Puedo comparar mi identidad a los círculos concéntricos que deja una piedra al caer en el agua: en el primero de esos círculos, soy nicaragüense; en el siguiente, centroamericano; en el tercero, caribeño, y en el último, que los contiene a todos, soy latinoamericano. Mi mundo es ese, la América Latina de la que uno se apropia como un sentimiento de vida, una emoción que es a la vez una convicción.
Somos el resultado de una mezcla mágica en la que hay tres componentes básicos: uno español, otro indígena, otro africano. Para los brasileños, el portugués. Si extraemos uno de esos componentes, o lo negamos, dejamos de ser lo que somos, nos mutilamos, o nos falsificamos.

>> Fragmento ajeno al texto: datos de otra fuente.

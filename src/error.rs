//! Error types for addon-build operations.
//!
//! This module defines [`BuildError`], the primary error type used throughout
//! the application, and a [`Result`] type alias for convenience.
//!
//! # Error Handling Strategy
//!
//! - Missing tools and declined installs end the run through a
//!   [`FlowOutcome`](crate::orchestrator::FlowOutcome), not an error
//! - Use `BuildError` for failures that abort the run abnormally
//! - Use `anyhow::Error` (via `BuildError::Other`) for unexpected errors

use std::path::PathBuf;
use thiserror::Error;

/// Core error type for addon-build operations.
#[derive(Debug, Error)]
pub enum BuildError {
    /// Explicitly requested configuration file does not exist.
    #[error("Configuration not found: {path}")]
    ConfigNotFound { path: PathBuf },

    /// Failed to parse configuration file.
    #[error("Failed to parse config at {path}: {message}")]
    ConfigParseError { path: PathBuf, message: String },

    /// Invalid configuration values.
    #[error("Invalid configuration: {message}")]
    ConfigValidationError { message: String },

    /// A required tool is missing and cannot be installed.
    #[error("Missing requirement '{requirement}': {message}")]
    RequirementMissing {
        requirement: String,
        message: String,
    },

    /// The user declined installing a missing tool.
    #[error("Installation of '{requirement}' was declined")]
    InstallDeclined { requirement: String },

    /// External command could not be started or failed.
    #[error("Command failed with exit code {code:?}: {command}")]
    CommandFailed { command: String, code: Option<i32> },

    /// Moving a build output into place failed.
    #[error("Failed to move {from} to {to}: {source}")]
    ArtifactMove {
        from: PathBuf,
        to: PathBuf,
        #[source]
        source: std::io::Error,
    },

    /// IO error wrapper.
    #[error("IO error: {0}")]
    Io(#[from] std::io::Error),

    /// Generic wrapped error for anyhow interop.
    #[error(transparent)]
    Other(#[from] anyhow::Error),
}

/// Result type alias for addon-build operations.
pub type Result<T> = std::result::Result<T, BuildError>;
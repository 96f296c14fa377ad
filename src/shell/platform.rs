//! Platform and environment detection.

/// Check if running in a CI environment.
///
/// Used to force non-interactive mode in `main()`.
/// Checks common CI environment variables: `CI`, `GITHUB_ACTIONS`,
/// `GITLAB_CI`, `CIRCLECI`, `TRAVIS`, `JENKINS_URL`.
pub fn is_ci() -> bool {
    is_ci_with(|key| std::env::var_os(key).is_some())
}

/// CI detection against a custom variable lookup.
pub fn is_ci_with<F>(has_var: F) -> bool
where
    F: Fn(&str) -> bool,
{
    const CI_VARS: &[&str] = &[
        "CI",
        "GITHUB_ACTIONS",
        "GITLAB_CI",
        "CIRCLECI",
        "TRAVIS",
        "JENKINS_URL",
    ];
    CI_VARS.iter().any(|key| has_var(key))
}
//! Non-interactive UI for CI/headless environments.

use std::collections::HashMap;

use crate::error::Result;

use super::{
    parse_confirm_answer, prompt_env_key, OutputMode, Prompt, SpinnerHandle, UserInterface,
};

/// UI implementation for non-interactive mode.
///
/// Prompts never block: an `ADDON_BUILD_PROMPT_<KEY>` environment variable
/// answers them, otherwise the prompt default applies.
pub struct NonInteractiveUI {
    mode: OutputMode,
    env_overrides: HashMap<String, String>,
}

impl NonInteractiveUI {
    /// Create a new non-interactive UI.
    pub fn new(mode: OutputMode) -> Self {
        let env_overrides: HashMap<String, String> = std::env::vars()
            .filter(|(k, _)| k.starts_with("ADDON_BUILD_PROMPT_"))
            .collect();

        Self {
            mode,
            env_overrides,
        }
    }

    /// Create with explicit overrides (for testing).
    pub fn with_overrides(mode: OutputMode, overrides: HashMap<String, String>) -> Self {
        Self {
            mode,
            env_overrides: overrides,
        }
    }

    /// Resolve a prompt without printing anything.
    fn answer(&self, prompt: &Prompt) -> bool {
        match self.env_overrides.get(&prompt_env_key(&prompt.key)) {
            Some(value) => parse_confirm_answer(value, prompt.default),
            None => prompt.default,
        }
    }
}

impl UserInterface for NonInteractiveUI {
    fn message(&mut self, msg: &str) {
        println!("{}", msg);
    }

    fn status(&mut self, msg: &str) {
        if self.mode.shows_status() {
            println!("{}", msg);
        }
    }

    fn blank(&mut self) {
        if self.mode.shows_status() {
            println!();
        }
    }

    fn success(&mut self, msg: &str) {
        println!("✓ {}", msg);
    }

    fn warning(&mut self, msg: &str) {
        eprintln!("⚠ {}", msg);
    }

    fn error(&mut self, msg: &str) {
        eprintln!("✗ {}", msg);
    }

    fn confirm(&mut self, prompt: &Prompt) -> Result<bool> {
        let answer = self.answer(prompt);
        println!("{} {}", prompt.question, if answer { "y" } else { "n" });
        Ok(answer)
    }

    fn start_spinner(&mut self, message: &str) -> Box<dyn SpinnerHandle> {
        if self.mode.shows_command_output() {
            println!("  {}", message);
        }
        Box::new(NoopSpinner)
    }
}

/// Spinner that prints nothing.
struct NoopSpinner;

impl SpinnerHandle for NoopSpinner {
    fn finish_clear(&mut self) {}
}

#[cfg(test)]
mod tests {
    use super::*;

    fn install_prompt() -> Prompt {
        Prompt {
            key: "install_node-gyp".to_string(),
            question: "Install node-gyp?".to_string(),
            default: true,
        }
    }

    #[test]
    fn confirm_uses_default_without_override() {
        let ui = NonInteractiveUI::with_overrides(OutputMode::Quiet, HashMap::new());
        assert!(ui.answer(&install_prompt()));
    }

    #[test]
    fn confirm_uses_env_override() {
        let mut overrides = HashMap::new();
        overrides.insert(
            "ADDON_BUILD_PROMPT_INSTALL_NODE_GYP".to_string(),
            "n".to_string(),
        );
        let mut ui = NonInteractiveUI::with_overrides(OutputMode::Quiet, overrides);
        assert!(!ui.confirm(&install_prompt()).unwrap());
    }

    #[test]
    fn override_for_other_key_is_ignored() {
        let mut overrides = HashMap::new();
        overrides.insert("ADDON_BUILD_PROMPT_SOMETHING_ELSE".to_string(), "n".to_string());
        let ui = NonInteractiveUI::with_overrides(OutputMode::Quiet, overrides);
        assert!(ui.answer(&install_prompt()));
    }

    #[test]
    fn override_default_no_prompt_with_y() {
        let mut overrides = HashMap::new();
        overrides.insert("ADDON_BUILD_PROMPT_OVERWRITE".to_string(), "y".to_string());
        let ui = NonInteractiveUI::with_overrides(OutputMode::Normal, overrides);
        let prompt = Prompt {
            key: "overwrite".to_string(),
            question: "Overwrite?".to_string(),
            default: false,
        };
        assert!(ui.answer(&prompt));
    }
}
//! addon-build CLI entry point.

use std::process::ExitCode;

use addon_build::cli::{BuildCommand, Cli};
use addon_build::orchestrator::default_context;
use addon_build::shell::is_ci;
use addon_build::ui::create_ui;
use clap::Parser;
use tracing_subscriber::{fmt, prelude::*, EnvFilter};

/// Initialize the tracing subscriber for logging.
///
/// Log level is controlled by:
/// 1. `--debug` flag sets level to DEBUG
/// 2. `RUST_LOG` environment variable (if set)
/// 3. Default is INFO
///
/// Logs go to stderr so build guidance on stdout stays clean.
fn init_tracing(debug: bool) {
    let filter = if debug {
        EnvFilter::new("addon_build=debug")
    } else {
        EnvFilter::try_from_default_env().unwrap_or_else(|_| EnvFilter::new("addon_build=info"))
    };

    tracing_subscriber::registry()
        .with(fmt::layer().with_target(false).with_writer(std::io::stderr))
        .with(filter)
        .init();
}

fn main() -> ExitCode {
    let cli = Cli::parse();
    init_tracing(cli.debug);

    tracing::debug!("addon-build starting with args: {:?}", cli);

    let output_mode = cli.output_mode();

    // Handle --no-color
    if cli.no_color {
        std::env::set_var("NO_COLOR", "1");
    }

    let project_root = cli
        .project
        .clone()
        .unwrap_or_else(|| std::env::current_dir().unwrap_or_default());

    let is_interactive = !cli.non_interactive && !is_ci();
    let mut ui = create_ui(is_interactive, output_mode);

    let ctx = default_context();
    let command = BuildCommand::new(&project_root, cli);

    match command.execute(ui.as_mut(), &ctx) {
        Ok(result) => {
            tracing::debug!(
                "Finished: success={}, exit code {}",
                result.success,
                result.exit_code
            );
            ExitCode::from(result.exit_code as u8)
        }
        Err(e) => {
            ui.error(&format!("Error: {}", e));
            ExitCode::from(1)
        }
    }
}
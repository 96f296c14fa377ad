//! Interactive prompts.

use console::{style, Term};
use dialoguer::theme::ColorfulTheme;
use dialoguer::Input;

use crate::error::{BuildError, Result};

use super::{parse_confirm_answer, Prompt};

/// Convert dialoguer errors to BuildError.
fn map_dialoguer_err(e: dialoguer::Error) -> BuildError {
    BuildError::Io(e.into())
}

/// Dialoguer theme without the default yellow `?` prefix.
fn prompt_theme() -> ColorfulTheme {
    ColorfulTheme {
        prompt_prefix: style("".to_string()),
        ..ColorfulTheme::default()
    }
}

/// Ask a yes/no question on the terminal.
///
/// Reads a free-form line rather than a single key so that the answer
/// follows [`parse_confirm_answer`]: empty takes the default, `n` declines.
pub fn prompt_confirm(prompt: &Prompt, term: &Term) -> Result<bool> {
    let answer: String = Input::with_theme(&prompt_theme())
        .with_prompt(&prompt.question)
        .allow_empty(true)
        .interact_on(term)
        .map_err(map_dialoguer_err)?;

    Ok(parse_confirm_answer(&answer, prompt.default))
}
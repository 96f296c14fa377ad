//! Artifact relocation.
//!
//! Build outputs are moved, never copied: after a successful relocation
//! the source path no longer exists.

use crate::error::{BuildError, Result};
use std::fs;
use std::io::ErrorKind;
use std::path::Path;

/// Move `from` to `to`, replacing any existing file at `to`.
///
/// The destination's parent directory is created if needed, once the
/// source is known to exist. When `from` and `to` are on different
/// filesystems the file is copied and the source removed.
///
/// # Errors
///
/// Returns `ArtifactMove` if the source is missing or any filesystem
/// operation fails.
pub fn relocate(from: &Path, to: &Path) -> Result<()> {
    let move_err = |source: std::io::Error| BuildError::ArtifactMove {
        from: from.to_path_buf(),
        to: to.to_path_buf(),
        source,
    };

    fs::metadata(from).map_err(move_err)?;

    if let Some(parent) = to.parent() {
        if !parent.as_os_str().is_empty() {
            fs::create_dir_all(parent).map_err(move_err)?;
        }
    }

    match fs::rename(from, to) {
        Ok(()) => {}
        Err(e) if e.kind() == ErrorKind::CrossesDevices => {
            tracing::debug!(
                "{} and {} are on different devices, copying instead",
                from.display(),
                to.display()
            );
            fs::copy(from, to).map_err(move_err)?;
            fs::remove_file(from).map_err(move_err)?;
        }
        Err(e) => return Err(move_err(e)),
    }

    tracing::debug!("Moved {} -> {}", from.display(), to.display());
    Ok(())
}

#[cfg(test)]
mod tests {
    use super::*;
    use tempfile::TempDir;

    #[test]
    fn moves_file_and_removes_source() {
        let temp = TempDir::new().unwrap();
        let from = temp.path().join("build/Release/isolated_vm.node");
        let to = temp.path().join("out/isolated_vm.node");
        fs::create_dir_all(from.parent().unwrap()).unwrap();
        fs::create_dir_all(to.parent().unwrap()).unwrap();
        fs::write(&from, b"\x7fELF").unwrap();

        relocate(&from, &to).unwrap();

        assert!(!from.exists());
        assert_eq!(fs::read(&to).unwrap(), b"\x7fELF");
    }

    #[test]
    fn creates_missing_destination_directory() {
        let temp = TempDir::new().unwrap();
        let from = temp.path().join("artifact.node");
        let to = temp.path().join("out/nested/artifact.node");
        fs::write(&from, "addon").unwrap();

        relocate(&from, &to).unwrap();

        assert!(to.exists());
        assert!(!from.exists());
    }

    #[test]
    fn replaces_existing_destination() {
        let temp = TempDir::new().unwrap();
        let from = temp.path().join("compile_commands.new.json");
        let to = temp.path().join("compile_commands.json");
        fs::write(&from, "[new]").unwrap();
        fs::write(&to, "[old]").unwrap();

        relocate(&from, &to).unwrap();

        assert_eq!(fs::read_to_string(&to).unwrap(), "[new]");
    }

    #[test]
    fn missing_source_is_artifact_move_error() {
        let temp = TempDir::new().unwrap();
        let from = temp.path().join("build/Release/isolated_vm.node");
        let to = temp.path().join("out/isolated_vm.node");

        let err = relocate(&from, &to).unwrap_err();
        match err {
            BuildError::ArtifactMove {
                from: f, source, ..
            } => {
                assert_eq!(f, from);
                assert_eq!(source.kind(), ErrorKind::NotFound);
            }
            other => panic!("Expected ArtifactMove, got {:?}", other),
        }
        assert!(!to.exists());
    }

    #[test]
    fn missing_source_leaves_no_output_directory() {
        let temp = TempDir::new().unwrap();
        let from = temp.path().join("build/Release/isolated_vm.node");
        let to = temp.path().join("out/isolated_vm.node");

        assert!(relocate(&from, &to).is_err());
        assert!(!temp.path().join("out").exists());
    }
}
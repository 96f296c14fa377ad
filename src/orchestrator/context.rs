//! Mockable system dependencies for the build flow.

use std::path::{Path, PathBuf};

use crate::requirements::probe::locate_tool;
use crate::shell::{run_silent, run_visible};

/// Mockable dependencies for tool lookup and command execution.
pub struct SystemContext<'a> {
    /// Resolve an executable on the search path.
    pub locate: &'a dyn Fn(&str) -> Option<PathBuf>,
    /// Run a command quietly, returning trimmed stdout on success.
    pub run_silent: &'a dyn Fn(&Path, &[&str]) -> Option<String>,
    /// Run a command visibly in a directory, returning its exit code.
    pub run_visible: &'a dyn Fn(&Path, &[&str], &Path) -> i32,
}

/// Build the default `SystemContext` for production use.
pub fn default_context() -> SystemContext<'static> {
    SystemContext {
        locate: &|tool| locate_tool(tool),
        run_silent: &|program, args| run_silent(program, args),
        run_visible: &|program, args, cwd| run_visible(program, args, cwd),
    }
}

Hay otros elementos en la mezcla, por supuesto; no se explica el Río de la Plata sin lo italiano, ni el Perú sin lo asiático, como puede verse en su cocina; ni el Caribe sin sus agregados hindús, chinos, británicos u holandeses. Pero hay un hilo infaltable que nos recorre de uno a otro confín con su puntada negra, y es el hilo africano.
Sin lo africano, la música latinoamericana no existiría. Todo el universo de la salsa inventada por los puertorriqueños de Nueva York, los neoricans, y los sones cumbancheros, desde el vallenato colombiano al merengue y al perico ripiao dominicano o la guaracha cubana, en los que suenan el tambor yoruba, el bongó, el cajón, la güira o las maracas. Y el danzón del que nace luego el mambo de Pérez Prado y el chachachá de Enrique Jorrín.
Un hilo que pespuntea también el jazz de Nueva Orleans, la marinera peruana, la samba brasileña y el candombe del Río de la Plata que va a dar a la milonga y al tango argentino.
No somos extraños unos a otros. Las férreas líneas divisorias las han impuesto las ideologías desde las luchas por la independencia. Gachupines realistas contra criollos republicanos. Conservadores católicos contra liberales masones. Socialistas de puño en alto contra reaccionarios de escapulario.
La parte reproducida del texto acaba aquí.